In an influential paper ([19]), Gibbard and Varian distinguish scientific caricatures from models as approximations. Although Gibbard and Varian focus on economic modelling, their definitions can be made general. While approximations aim to describe reality, albeit in an approximate way”, caricatures “seek to “give an impression” of some aspect of economic reality not by describing it directly, but rather by isolating and exaggerating certain selected aspects of the economic situation” ([19], p. 665).

While idealisations in approximations are due to simplicity and tractability, scientific caricatures emphasise, even distort, some features of the target system and omit others for the purpose of isolating and illuminating the effects of the factors involved.

Although, [...] when a model is applied as a caricature, it may indeed be hypothesized that the model is an approximation of the roughest kind, the model will be chosen not for the sake of good approximation, but to distort reality in a way that illuminated certain aspects of that reality. ([19], p. 676)

This is similar to a pictorial caricature.
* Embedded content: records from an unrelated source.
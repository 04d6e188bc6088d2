//! `login` and `users`.

use super::Service;
use crate::error::{ServiceError, ServiceResult};
use crate::state::{Node, unix_now};
use crate::sync::replication;
use board_proto::{Reply, Request, status};
use std::sync::Arc;
use tracing::info;

/// Register a user name. Duplicates are rejected.
pub async fn login(node: &Arc<Node>, request: &Request) -> ServiceResult {
    let data = request.data();
    let user = data.user.clone().ok_or(ServiceError::MissingField("user"))?;

    node.store().add_user(&user, data.timestamp).await?;
    info!(%user, "User registered");
    replication::replicate(node, Service::Login, data);

    Ok(Reply::new(Service::Login.as_str(), node.clock().tick(), unix_now())
        .with_status(status::SUCCESS))
}

/// List registered user names.
pub fn users(node: &Node) -> Reply {
    let users = node.store().user_names();
    Reply::new(Service::Users.as_str(), node.clock().tick(), unix_now()).with_users(users)
}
It emphasises, even to the point of distorting, some features of the subject and omit others for the purpose of giving the reader (or the viewer) immediate adjacent information about the subject. For example, the size of a subject’s nose may be exaggerated in a pictorial caricature, so to bring the attention of the audience to certain aspects of the subject’s character ([17], p. 10).
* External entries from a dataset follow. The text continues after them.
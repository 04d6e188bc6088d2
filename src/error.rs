//! Unified error handling for boardd.
//!
//! Three families, matching how failures are surfaced:
//! - [`ServiceError`]: domain errors, answered to the client as `status=erro`.
//! - [`TransportError`]: timeouts and connection failures, logged and absorbed
//!   by the background task that hit them.
//! - [`StoreError`]: persistence failures, logged at the store boundary.

use board_proto::{ProtocolError, Reply, status};
use std::time::Duration;
use thiserror::Error;

// ============================================================================
// Service Errors (request handling)
// ============================================================================

/// Errors a client-facing service can answer with.
#[derive(Debug, Clone, PartialEq, Eq, Error)]
pub enum ServiceError {
    #[error("user already registered: {0}")]
    UserExists(String),

    #[error("channel already exists: {0}")]
    ChannelExists(String),

    #[error("no such channel: {0}")]
    NoSuchChannel(String),

    #[error("no such user: {0}")]
    NoSuchUser(String),

    #[error("missing field: {0}")]
    MissingField(&'static str),

    #[error("unknown service: {0}")]
    UnknownService(String),
}

impl ServiceError {
    /// Get a static error code string for metrics labeling.
    #[inline]
    pub fn error_code(&self) -> &'static str {
        match self {
            Self::UserExists(_) => "user_exists",
            Self::ChannelExists(_) => "channel_exists",
            Self::NoSuchChannel(_) => "no_such_channel",
            Self::NoSuchUser(_) => "no_such_user",
            Self::MissingField(_) => "missing_field",
            Self::UnknownService(_) => "unknown_service",
        }
    }

    /// Convert to the error reply sent back to the client.
    ///
    /// `login`/`channel` errors carry a `description`; `publish`/`message`
    /// errors carry a `message`, as existing clients expect.
    pub fn to_reply(&self, service: &str, clock: u64, timestamp: f64) -> Reply {
        let reply = Reply::new(service, clock, timestamp).with_status(status::ERROR);
        match self {
            Self::UserExists(_) => reply.with_description(status::USER_EXISTS),
            Self::ChannelExists(_) => reply.with_description(status::CHANNEL_EXISTS),
            Self::NoSuchChannel(_) => reply.with_message(status::NO_SUCH_CHANNEL),
            Self::NoSuchUser(_) => reply.with_message(status::NO_SUCH_USER),
            Self::MissingField(field) => {
                reply.with_description(format!("Campo obrigatorio ausente: {field}"))
            }
            Self::UnknownService(_) => reply.with_description(status::UNKNOWN_SERVICE),
        }
    }
}

/// Result type for service handlers.
pub type ServiceResult = Result<Reply, ServiceError>;

// ============================================================================
// Transport Errors (outbound calls)
// ============================================================================

/// Failures talking to the authority, a peer, or the bus.
#[derive(Debug, Error)]
pub enum TransportError {
    #[error("timed out after {0:?}")]
    Timeout(Duration),

    #[error("connect to {addr} failed: {source}")]
    Connect {
        addr: String,
        #[source]
        source: std::io::Error,
    },

    #[error("io error: {0}")]
    Io(#[from] std::io::Error),

    #[error(transparent)]
    Protocol(#[from] ProtocolError),

    #[error("connection closed by remote")]
    Closed,

    #[error("unexpected reply: {0}")]
    UnexpectedReply(String),
}

impl TransportError {
    /// Whether the remote should be considered dead for this cycle.
    pub fn is_unreachable(&self) -> bool {
        matches!(
            self,
            Self::Timeout(_) | Self::Connect { .. } | Self::Closed
        )
    }

    /// Get a static error code string for metrics labeling.
    pub fn error_code(&self) -> &'static str {
        match self {
            Self::Timeout(_) => "timeout",
            Self::Connect { .. } => "connect",
            Self::Io(_) => "io",
            Self::Protocol(_) => "protocol",
            Self::Closed => "closed",
            Self::UnexpectedReply(_) => "unexpected_reply",
        }
    }
}

// ============================================================================
// Store Errors (persisted documents)
// ============================================================================

/// Failures reading or writing a persisted collection.
#[derive(Debug, Error)]
pub enum StoreError {
    #[error("io error on {path}: {source}")]
    Io {
        path: String,
        #[source]
        source: std::io::Error,
    },

    #[error("malformed document {path}: {source}")]
    Json {
        path: String,
        #[source]
        source: serde_json::Error,
    },
}

#[cfg(test)]
mod tests {
    use super::*;

    #[test]
    fn test_service_error_codes() {
        assert_eq!(ServiceError::UserExists("a".into()).error_code(), "user_exists");
        assert_eq!(
            ServiceError::UnknownService("x".into()).error_code(),
            "unknown_service"
        );
    }

    #[test]
    fn test_login_error_uses_description() {
        let reply = ServiceError::UserExists("alice".into()).to_reply("login", 4, 1.0);
        assert_eq!(reply.status(), Some("erro"));
        assert_eq!(reply.data.description.as_deref(), Some("Usuário já cadastrado"));
        assert!(reply.data.message.is_none());
        assert_eq!(reply.data.clock, 4);
    }

    #[test]
    fn test_message_error_uses_message_field() {
        let reply = ServiceError::NoSuchUser("bob".into()).to_reply("message", 2, 1.0);
        assert_eq!(reply.data.message.as_deref(), Some("Usuario nao existe"));
        assert!(reply.data.description.is_none());
    }

    #[test]
    fn test_unreachable_classification() {
        assert!(TransportError::Timeout(Duration::from_secs(2)).is_unreachable());
        assert!(TransportError::Closed.is_unreachable());
        assert!(!TransportError::UnexpectedReply("x".into()).is_unreachable());
    }
}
But the Kac ring is worse than a caricature as it contains no component aiming at representing realistically a specific empirical target in particular. That said, the idealisations involved in the Kac ring are as active as the ones in caricatures. They capture important aspects of the idealised gas representation underlying the H-theorem. These components are:

  1. (i)

    the relation between the macroscopic and microscopic levels of the system,

  2. (ii)

    the multi-realisability of the macroscopic behaviour,

  3. (iii)

    the molecular chaos hypothesis,

  4. (iv)

    the reversibility and the recurrence of the microscopic dynamics.
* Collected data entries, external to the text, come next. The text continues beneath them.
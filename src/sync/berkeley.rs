//! Berkeley-style clock synchronization.
//!
//! Followers periodically ask the coordinator for its time, correct the
//! answer by half the round trip, and store the difference as their offset.
//! The offset only affects what this node answers to `clock` queries.

use crate::network::PeerEndpoint;
use crate::state::{Node, unix_now};
use board_proto::{Reply, Request, RequestData, WireFormat, decode_any};
use bytes::Bytes;
use std::sync::Arc;
use tracing::{debug, info, warn};

/// Result of one synchronization cycle.
#[derive(Debug, Clone, PartialEq)]
pub enum SyncOutcome {
    /// This node is the coordinator; nothing to do.
    IsCoordinator,
    /// Offset updated.
    Synced { offset: f64 },
    /// No coordinator known, or it is not in the membership list.
    NoCoordinator,
    /// The coordinator did not answer in time.
    Unreachable,
    /// Something else went wrong; retry next cycle.
    Skipped(String),
}

impl SyncOutcome {
    /// Whether this outcome calls for a new election.
    pub fn needs_election(&self) -> bool {
        matches!(self, Self::NoCoordinator | Self::Unreachable)
    }
}

/// Estimate the offset to a remote clock from one request/reply exchange.
///
/// `sent` and `received` are local times around the exchange; `remote` is
/// the time the remote reported.
pub fn estimate_offset(sent: f64, received: f64, remote: f64) -> f64 {
    let rtt = received - sent;
    (remote + rtt / 2.0) - received
}

/// Run one synchronization cycle against the current coordinator.
pub async fn sync_once(node: &Node) -> SyncOutcome {
    if node.election().is_coordinator() {
        return SyncOutcome::IsCoordinator;
    }
    let Some(coordinator) = node.election().coordinator() else {
        return SyncOutcome::NoCoordinator;
    };

    match node.membership().list().await {
        Ok(members) if members.iter().any(|m| m.name == coordinator) => {}
        Ok(_) => {
            info!(%coordinator, "Coordinator left the membership list");
            return SyncOutcome::NoCoordinator;
        }
        Err(e) => return SyncOutcome::Skipped(format!("membership unavailable: {e}")),
    }

    let sent = unix_now();
    let data = RequestData::default()
        .with_timestamp(sent)
        .with_clock(node.clock().tick());
    let payload = match WireFormat::Binary.encode(&Request::new("clock", data)) {
        Ok(payload) => Bytes::from(payload),
        Err(e) => return SyncOutcome::Skipped(e.to_string()),
    };

    let raw = match node
        .peers()
        .call(
            &coordinator,
            PeerEndpoint::Sync,
            payload,
            node.timing().sync_timeout(),
        )
        .await
    {
        Ok(raw) => raw,
        Err(e) if e.is_unreachable() => {
            warn!(%coordinator, error = %e, "Coordinator unreachable");
            return SyncOutcome::Unreachable;
        }
        Err(e) => return SyncOutcome::Skipped(e.to_string()),
    };
    let received = unix_now();

    let reply = match decode_any::<Reply>(&raw) {
        Ok((_, reply)) => reply,
        Err(e) => return SyncOutcome::Skipped(e.to_string()),
    };
    node.clock().update(reply.data.clock);
    let Some(remote) = reply.data.time else {
        return SyncOutcome::Skipped("clock reply without time".to_string());
    };

    let offset = estimate_offset(sent, received, remote);
    node.offset().set(offset);
    debug!(%coordinator, offset, "Clock synchronized");
    SyncOutcome::Synced { offset }
}

/// Synchronize every sync interval; start an election when the coordinator
/// is missing or silent.
pub async fn run(node: Arc<Node>) {
    let mut ticker = tokio::time::interval(node.timing().sync_interval());
    ticker.tick().await;
    loop {
        ticker.tick().await;
        let outcome = sync_once(&node).await;
        if let SyncOutcome::Skipped(reason) = &outcome {
            debug!(%reason, "Clock sync skipped");
        }
        if outcome.needs_election() {
            node.election().run(&node).await;
        }
    }
}

#[cfg(test)]
mod tests {
    use super::*;
    use crate::testing::TestCluster;

    #[test]
    fn offset_accounts_for_half_round_trip() {
        // Sent at 100, received at 102, remote said 200 -> remote now ~201.
        let offset = estimate_offset(100.0, 102.0, 200.0);
        assert!((offset - 99.0).abs() < 1e-9);
        assert_eq!(estimate_offset(5.0, 5.0, 5.0), 0.0);
    }

    #[tokio::test]
    async fn coordinator_does_not_sync() {
        let cluster = TestCluster::new();
        let node = cluster.joined("a").await;
        assert_eq!(sync_once(&node).await, SyncOutcome::IsCoordinator);
    }

    #[tokio::test]
    async fn follower_adopts_coordinator_offset() {
        let cluster = TestCluster::new();
        let a = cluster.joined("a").await;
        let b = cluster.joined("b").await;
        a.offset().set(50.0);
        b.election().on_announcement("a");

        match sync_once(&b).await {
            SyncOutcome::Synced { offset } => assert!((offset - 50.0).abs() < 1.0),
            other => panic!("unexpected {other:?}"),
        }
        assert!((b.offset().get() - 50.0).abs() < 1.0);
    }

    #[tokio::test]
    async fn silent_coordinator_needs_election() {
        let cluster = TestCluster::new();
        let b = cluster.joined("b").await;
        // Registered but no node answers for it.
        cluster.register("ghost");
        b.election().on_announcement("ghost");

        let outcome = sync_once(&b).await;
        assert_eq!(outcome, SyncOutcome::Unreachable);
        assert!(outcome.needs_election());
    }

    #[tokio::test]
    async fn unknown_or_departed_coordinator_needs_election() {
        let cluster = TestCluster::new();
        cluster.register("a");
        let b = cluster.joined("b").await;
        assert_eq!(sync_once(&b).await, SyncOutcome::NoCoordinator);

        b.election().on_announcement("gone");
        assert_eq!(sync_once(&b).await, SyncOutcome::NoCoordinator);
    }
}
They are the most relevant aspects for the purpose of illustrating macroscopic irreversibility, deriving the reversibility and recurrence paradoxes, and considering how they relate to Boltzmann’s H-theorem.


The Kac ring is not an approximation, not a caricature, nor a minimal model. The idealisations it contains play an active role similar to the one defined within the account of models as caricatures.

How to characterise the relationship between the Kac ring and the targeted properties of macroscopic irreversibility? We should take seriously the claim that the model is, as Mark Kac initially introduced it, an “analog of the classical solution of Boltzmann”([27], p. 99).

Here the term “analog”does not designate what is traditionally meant by “analogy” in philosophy of science, i.e., a mathematical representation that connects different phenomena. A famous example is the analogy between waves of light, sound and water ([23], pp. 10–12). The equation \(y=a \sin {2\pi fx}\) can be used in three cases. It can describe the height of a water wave at point x; in that case, a is the amplitude and f is the frequency of the waves. It can describe the amplitude of a sound wave at point x; here, a is the loudness and f is the pitch. Or it can describe the amplitude of a light wave at point x; in that case, a is the brightness and f is the colour.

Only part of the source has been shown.